Ma confession coquine : infidélité torride en forêt et le secret de mon mari

Assise sur ce banc en forêt, j’allume une clope, le cœur qui bat la chamade. L’air est étouffant, ce lundi de juillet. Olivier se dresse devant moi, ouvre sa braguette d’un geste sec. Son pantalon glisse sur ses cuisses, boxer avec. Sa bite jaillit, raide, épaisse, veines gonflées. L’odeur de son sexe me frappe, musquée, animale, mêlée à la sueur chaude.

« Suce-moi, murmure-t-il, la voix rauque. » Je hésite une seconde, jette ma clope. Mes lèvres s’entrouvrent, je l’engloutis. Gourmande. Sa peau salée sur ma langue, le goût pré-sperme qui perle. Je pompe lentement, aspire fort, ma main sur ses couilles lourdes, poilues. Il grogne, ‘Putain, t’es une pro…’. La peur qu’on nous surprenne me trempe la culotte. Ma chatte pulse, mouille à flots.

La rencontre qui a tout changé

J’ai 28 ans. En couple avec Mario depuis 8 ans. On s’aime, mais la routine nous bouffe. Plus de sexe, plus de mots tendres. Juste des disputes pour rien. Au bureau de poste, Olivier vient souvent pour des timbres. Il m’a reconnue sur un site de chat coquin, via un ami d’ami. Au début, on parle vie, couple chiant. Puis sexe. ‘J’adore une bonne queue’, je lâche un soir. Il bande direct au clavier.

Premier rencard, vendredi midi, parking derrière la poste. Il monte en voiture. Bam, il m’attrape la nuque, langue dans ma bouche. Mmmh, son baiser vorace, sa salive chaude. J’ai 20 ans d’un coup. ‘Désolé, trop excité’, souffle-t-il après. On planifie la forêt.

Revenons à ce banc. Il jouit vite, giclées chaudes, amères dans ma gorge. J’avale tout, essuie ma bouche. Une voiture passe au loin, on se planque. Le lendemain, on s’enfonce dans les fourrés. Ses mains sur mes fesses, ‘T’as un cul de dingue’. Il embrasse mon cou, odeur de son parfum boisé. Doigt dans ma chatte trempée, ‘T’es une fontaine’. Je gémis, ‘Baise-moi…’
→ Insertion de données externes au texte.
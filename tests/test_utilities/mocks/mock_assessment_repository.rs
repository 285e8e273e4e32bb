use async_trait::async_trait;
use sentinel_assess::prelude::*;
use std::collections::{HashMap, VecDeque};
use std::sync::{Arc, Mutex};

/// Mock AssessmentRepository backed by in-memory assessments
///
/// Creation hands out the queued ids in order; fetching an unknown id fails
/// like a 404 from the backend.
#[derive(Default, Clone)]
pub struct MockAssessmentRepository {
    assessments: Arc<Mutex<HashMap<String, Assessment>>>,
    created_ids: Arc<Mutex<VecDeque<String>>>,
    fail_create: bool,
    pub create_requests: Arc<Mutex<Vec<CreateAssessmentRequest>>>,
    pub fetched_ids: Arc<Mutex<Vec<String>>>,
}

impl MockAssessmentRepository {
    pub fn new() -> Self {
        Self::default()
    }

    pub fn with_assessment(self, assessment: Assessment) -> Self {
        self.assessments
            .lock()
            .unwrap()
            .insert(assessment.id.clone(), assessment);
        self
    }

    pub fn with_created_id(self, id: &str) -> Self {
        self.created_ids.lock().unwrap().push_back(id.to_string());
        self
    }

    pub fn failing_create(mut self) -> Self {
        self.fail_create = true;
        self
    }

    pub fn get_create_requests(&self) -> Vec<CreateAssessmentRequest> {
        self.create_requests.lock().unwrap().clone()
    }

    pub fn get_fetched_ids(&self) -> Vec<String> {
        self.fetched_ids.lock().unwrap().clone()
    }
}

#[async_trait]
impl AssessmentRepository for MockAssessmentRepository {
    async fn create_assessment(&self, request: &CreateAssessmentRequest) -> Result<String> {
        self.create_requests.lock().unwrap().push(request.clone());
        if self.fail_create {
            return Err(SentinelError::CreateAssessmentFailed.into());
        }
        self.created_ids
            .lock()
            .unwrap()
            .pop_front()
            .ok_or_else(|| SentinelError::CreateAssessmentFailed.into())
    }

    async fn get_assessment(&self, id: &str) -> Result<Assessment> {
        self.fetched_ids.lock().unwrap().push(id.to_string());
        self.assessments
            .lock()
            .unwrap()
            .get(id)
            .cloned()
            .ok_or_else(|| SentinelError::FetchAssessmentFailed.into())
    }
}
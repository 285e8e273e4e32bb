use clap::Parser;
use std::path::PathBuf;

use crate::application::dto::OutputFormat;

/// Terminal client for Sentinel security assessments
///
/// Opens a location: `/` shows the landing page, `/name` through
/// `/complete` run the intake wizard and `/assessments/<id>?role=<role>`
/// renders an assessment.
#[derive(Parser, Debug)]
#[command(name = "sentinel")]
#[command(version)]
#[command(about = "Run the Sentinel intake wizard and view security assessments", long_about = None)]
pub struct Args {
    /// Location to open, e.g. /name, "/risk?name=Acme&role=security" or /assessments/abc123
    #[arg(value_name = "LOCATION")]
    pub location: Option<String>,

    /// Base URL of the assessment API (default: http://localhost:5000)
    #[arg(long, value_name = "URL")]
    pub api_url: Option<String>,

    /// Role used for results when the location has none
    #[arg(short, long, value_name = "ROLE")]
    pub role: Option<String>,

    /// Output format of the dashboard: text or html
    #[arg(short, long)]
    pub format: Option<OutputFormat>,

    /// Write the dashboard to a file instead of stdout
    #[arg(short, long, value_name = "FILE")]
    pub output: Option<PathBuf>,

    /// Path to a config file (default: ./sentinel.config.yml if present)
    #[arg(short, long, value_name = "FILE")]
    pub config: Option<PathBuf>,

    /// Disable colored terminal output
    #[arg(long)]
    pub no_color: bool,

    /// Request timeout in seconds
    #[arg(long, value_name = "SECONDS")]
    pub timeout: Option<u64>,

    /// Enable debug diagnostics on stderr
    #[arg(short, long)]
    pub verbose: bool,
}

impl Args {
    pub fn parse_args() -> Self {
        Self::parse()
    }

    /// The location to open; `/` when none was given.
    pub fn location_or_default(&self) -> &str {
        self.location.as_deref().unwrap_or("/")
    }
}

#[cfg(test)]
mod tests {
    use super::*;

    #[test]
    fn test_defaults() {
        let args = Args::try_parse_from(["sentinel"]).unwrap();
        assert_eq!(args.location_or_default(), "/");
        assert!(args.format.is_none());
        assert!(!args.no_color);
        assert!(!args.verbose);
    }

    #[test]
    fn test_all_options() {
        let args = Args::try_parse_from([
            "sentinel",
            "/assessments/abc123",
            "--api-url",
            "https://sentinel.example.com",
            "-r",
            "security",
            "-f",
            "html",
            "-o",
            "out.html",
            "--no-color",
            "--timeout",
            "30",
            "-v",
        ])
        .unwrap();
        assert_eq!(args.location_or_default(), "/assessments/abc123");
        assert_eq!(args.api_url.as_deref(), Some("https://sentinel.example.com"));
        assert_eq!(args.role.as_deref(), Some("security"));
        assert_eq!(args.format, Some(OutputFormat::Html));
        assert_eq!(args.output, Some(PathBuf::from("out.html")));
        assert!(args.no_color);
        assert_eq!(args.timeout, Some(30));
        assert!(args.verbose);
    }

    #[test]
    fn test_invalid_format_rejected() {
        let err = Args::try_parse_from(["sentinel", "-f", "pdf"]).unwrap_err();
        assert!(err.to_string().contains("Invalid format: pdf"));
    }
}
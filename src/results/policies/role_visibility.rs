use crate::results::domain::CardId;

const EXECUTIVE_CARDS: &[CardId] = &[
    CardId::ApplicationVendor,
    CardId::TrustScore,
    CardId::Confidence,
    CardId::KeyTakeaways,
    CardId::Alternatives,
];

const SECURITY_CARDS: &[CardId] = &[
    CardId::Vulnerabilities,
    CardId::Incidents,
    CardId::RecentCves,
    CardId::RecentIncidents,
];

const COMPLIANCE_CARDS: &[CardId] = &[
    CardId::Compliance,
    CardId::Certifications,
];

const TECHNICAL_CARDS: &[CardId] = &[
    CardId::TrustBreakdown,
    CardId::Architecture,
    CardId::Vulnerabilities,
    CardId::RecentCves,
];

const GLOBAL_CARDS: &[CardId] = &CardId::ALL;

/// Role id → cards shown for it. `global` shows everything.
const ROLE_VISIBILITY: &[(&str, &[CardId])] = &[
    ("executive", EXECUTIVE_CARDS),
    ("security", SECURITY_CARDS),
    ("compliance", COMPLIANCE_CARDS),
    ("technical", TECHNICAL_CARDS),
    ("global", GLOBAL_CARDS),
];

/// Cards visible for a role id. Unknown roles get the `global` set.
pub fn get_visible_cards(role: &str) -> &'static [CardId] {
    ROLE_VISIBILITY
        .iter()
        .find(|(id, _)| *id == role)
        .map(|(_, cards)| *cards)
        .unwrap_or(GLOBAL_CARDS)
}

/// Same as [`get_visible_cards`], with a missing role treated as `global`.
pub fn visible_cards_for(role: Option<&str>) -> &'static [CardId] {
    role.map(get_visible_cards).unwrap_or(GLOBAL_CARDS)
}

#[cfg(test)]
mod tests {
    use super::*;
    use std::collections::HashSet;

    fn as_set(cards: &[CardId]) -> HashSet<CardId> {
        cards.iter().copied().collect()
    }

    #[test]
    fn test_security_cards() {
        let expected: HashSet<CardId> = [
            CardId::Vulnerabilities,
            CardId::Incidents,
            CardId::RecentCves,
            CardId::RecentIncidents,
        ]
        .into_iter()
        .collect();
        assert_eq!(as_set(get_visible_cards("security")), expected);
    }

    #[test]
    fn test_unknown_role_is_global() {
        assert_eq!(get_visible_cards("ciso"), get_visible_cards("global"));
        assert_eq!(get_visible_cards(""), GLOBAL_CARDS);
        assert_eq!(visible_cards_for(None), GLOBAL_CARDS);
    }

    #[test]
    fn test_global_shows_every_card() {
        assert_eq!(as_set(get_visible_cards("global")), as_set(&CardId::ALL));
    }

    #[test]
    fn test_every_role_has_cards() {
        for role in crate::intake::domain::Role::ALL {
            assert!(!get_visible_cards(role.id()).is_empty(), "{}", role);
        }
    }

    #[test]
    fn test_role_lookup_is_case_sensitive() {
        assert_eq!(get_visible_cards("Security"), GLOBAL_CARDS);
    }
}
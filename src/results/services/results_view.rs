use crate::results::domain::{Assessment, CardId};
use crate::results::policies::visible_cards_for;

/// Identifies one fetch issued by a [`ResultsView`].
///
/// Only the ticket of the latest fetch is accepted on completion, so a slow
/// response for an earlier id or role can never overwrite a newer one.
#[derive(Debug, Clone, Copy, PartialEq, Eq)]
pub struct FetchTicket(u64);

/// What the results screen currently shows.
#[derive(Debug, Clone, PartialEq)]
pub enum ResultsState {
    Loading,
    Failed(String),
    Ready(Box<Assessment>),
}

/// State of one visit to `/assessments/{id}`.
#[derive(Debug, Clone)]
pub struct ResultsView {
    assessment_id: String,
    role: Option<String>,
    generation: u64,
    state: ResultsState,
}

impl ResultsView {
    /// Opens the view and issues the first fetch.
    pub fn open(assessment_id: impl Into<String>, role: Option<String>) -> (Self, FetchTicket) {
        let mut view = Self {
            assessment_id: assessment_id.into(),
            role,
            generation: 0,
            state: ResultsState::Loading,
        };
        let ticket = view.begin_fetch();
        (view, ticket)
    }

    pub fn assessment_id(&self) -> &str {
        &self.assessment_id
    }

    pub fn role(&self) -> Option<&str> {
        self.role.as_deref()
    }

    pub fn state(&self) -> &ResultsState {
        &self.state
    }

    /// Cards the current role may see.
    pub fn visible_cards(&self) -> &'static [CardId] {
        visible_cards_for(self.role())
    }

    /// Points the view at a new id or role.
    ///
    /// Returns a ticket when either changed; the previous assessment is
    /// dropped and the view is back to `Loading`.
    pub fn navigate(
        &mut self,
        assessment_id: impl Into<String>,
        role: Option<String>,
    ) -> Option<FetchTicket> {
        let assessment_id = assessment_id.into();
        if assessment_id == self.assessment_id && role == self.role {
            return None;
        }
        self.assessment_id = assessment_id;
        self.role = role;
        Some(self.begin_fetch())
    }

    /// Applies a fetch result. Returns `false` when the ticket is stale and
    /// the result was discarded.
    pub fn complete(&mut self, ticket: FetchTicket, result: Result<Assessment, String>) -> bool {
        if ticket.0 != self.generation {
            tracing::debug!(
                ticket = ticket.0,
                current = self.generation,
                "discarding stale assessment response"
            );
            return false;
        }
        self.state = match result {
            Ok(assessment) => ResultsState::Ready(Box::new(assessment)),
            Err(message) => ResultsState::Failed(message),
        };
        true
    }

    fn begin_fetch(&mut self) -> FetchTicket {
        self.generation += 1;
        self.state = ResultsState::Loading;
        tracing::debug!(
            id = %self.assessment_id,
            role = ?self.role,
            ticket = self.generation,
            "fetching assessment"
        );
        FetchTicket(self.generation)
    }
}
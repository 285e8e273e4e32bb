const COUNTRIES: &[(&str, &str)] = &[
    ("US", "United States"),
    ("GB", "United Kingdom"),
    ("UK", "United Kingdom"),
    ("CA", "Canada"),
    ("AU", "Australia"),
    ("DE", "Germany"),
    ("FR", "France"),
    ("IT", "Italy"),
    ("ES", "Spain"),
    ("NL", "Netherlands"),
    ("BE", "Belgium"),
    ("SE", "Sweden"),
    ("NO", "Norway"),
    ("DK", "Denmark"),
    ("FI", "Finland"),
    ("IE", "Ireland"),
    ("CH", "Switzerland"),
    ("AT", "Austria"),
    ("PL", "Poland"),
    ("CZ", "Czech Republic"),
    ("IN", "India"),
    ("CN", "China"),
    ("JP", "Japan"),
    ("KR", "South Korea"),
    ("SG", "Singapore"),
    ("HK", "Hong Kong"),
    ("IL", "Israel"),
    ("BR", "Brazil"),
    ("MX", "Mexico"),
    ("AR", "Argentina"),
    ("NZ", "New Zealand"),
    ("ZA", "South Africa"),
];

/// Country name for an ISO code, or the code itself when unknown.
pub fn country_name(code: &str) -> String {
    let upper = code.trim().to_ascii_uppercase();
    COUNTRIES
        .iter()
        .find(|(known, _)| *known == upper)
        .map(|(_, name)| name.to_string())
        .unwrap_or_else(|| code.to_string())
}

/// Host of a source URL without a leading `www.`, or the input when it has
/// no scheme.
pub fn source_host(url: &str) -> String {
    let Some((_, without_scheme)) = url.split_once("://") else {
        return url.to_string();
    };
    let host = without_scheme
        .split(['/', '?', '#'])
        .next()
        .unwrap_or(without_scheme);
    host.strip_prefix("www.").unwrap_or(host).to_string()
}
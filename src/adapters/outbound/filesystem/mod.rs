/// Filesystem adapters for dashboard output
mod file_writer;

pub use file_writer::{DashboardFileWriter, StdoutPresenter};
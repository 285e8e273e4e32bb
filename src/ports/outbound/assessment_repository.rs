use crate::application::dto::CreateAssessmentRequest;
use crate::results::domain::Assessment;
use crate::shared::Result;
use async_trait::async_trait;

/// AssessmentRepository port for the assessment backend
///
/// This port abstracts the two backend operations the client needs:
/// creating an assessment and fetching a stored one.
///
/// # Async Support
/// Both methods are async. Implementations must be `Send + Sync`.
#[async_trait]
pub trait AssessmentRepository: Send + Sync {
    /// Creates an assessment and returns its id
    ///
    /// # Errors
    /// Returns [`SentinelError::CreateAssessmentFailed`] on any transport
    /// failure or non-success status.
    ///
    /// [`SentinelError::CreateAssessmentFailed`]: crate::shared::error::SentinelError::CreateAssessmentFailed
    async fn create_assessment(&self, request: &CreateAssessmentRequest) -> Result<String>;

    /// Fetches a stored assessment by id
    ///
    /// # Errors
    /// Returns [`SentinelError::FetchAssessmentFailed`] on any transport
    /// failure, non-success status or undecodable body.
    ///
    /// [`SentinelError::FetchAssessmentFailed`]: crate::shared::error::SentinelError::FetchAssessmentFailed
    async fn get_assessment(&self, id: &str) -> Result<Assessment>;
}

#[async_trait]
impl<T: AssessmentRepository + ?Sized> AssessmentRepository for std::sync::Arc<T> {
    async fn create_assessment(&self, request: &CreateAssessmentRequest) -> Result<String> {
        (**self).create_assessment(request).await
    }

    async fn get_assessment(&self, id: &str) -> Result<Assessment> {
        (**self).get_assessment(id).await
    }
}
Ébats sauvages et révélation

Il me déshabille. Nue sous les arbres, peau qui picote au vent léger. Seins lourds, tétons durs. Je m’accroupis, le suce encore. Sa queue grandit, tape mon palais. Il me relève, me plaque contre un tronc rugueux qui gratte mon dos. ‘Écarte les jambes.’ Sa main sur ma fente, glissante. Puis thrust, il m’empale. Aah ! Plein, dur, jusqu’au fond. Odeur de terre humide, nos sueurs qui se mélangent. Il me pilonne, claques de peaux, ‘T’es ma salope’. Je tends le cul, cambre, jouis en criant étouffé. Il explose dedans, sperme chaud qui coule sur mes cuisses.

Pantelante, je culpabilise déjà. Mario à la maison… Mais le plaisir domine. Le mercredi, pluie battante, chez son pote absent. Café, puis il m’embrasse. ‘Penché-toi sur la table.’ Fesses offertes, air frais sur ma chatte. Il doigte, caresse mon anus. Claques ! ‘Vilaine fille.’ Mon cul rougit, picote. ‘Punition.’ Puis il rentre brutal, me baise fort. Table qui grince, mes seins qui ballottent, frottent le bois froid. ‘Plus fort !’ Je hurle. Il jouit, inondation intime.

Le soir, je craque. ‘Mario, j’ai trompé.’ Silence. Puis, ‘Raconte. Enregistre la prochaine.’ Interloquée. Il avoue : ça l’excite. Rendez-vous suivant, micro caché. Ébats comme des bêtes : missionnaire sur le lit, sa queue qui me remplit, mes ongles dans son dos. Gémissements, ‘Baise-moi comme une chienne !’

Mario écoute. ‘C’est trop. Romps.’ Dur, mais je fais. Aujourd’hui, notre couple revit. Sexe fou, fantasmes partagés. Cette aventure ? Meilleure leçon ever.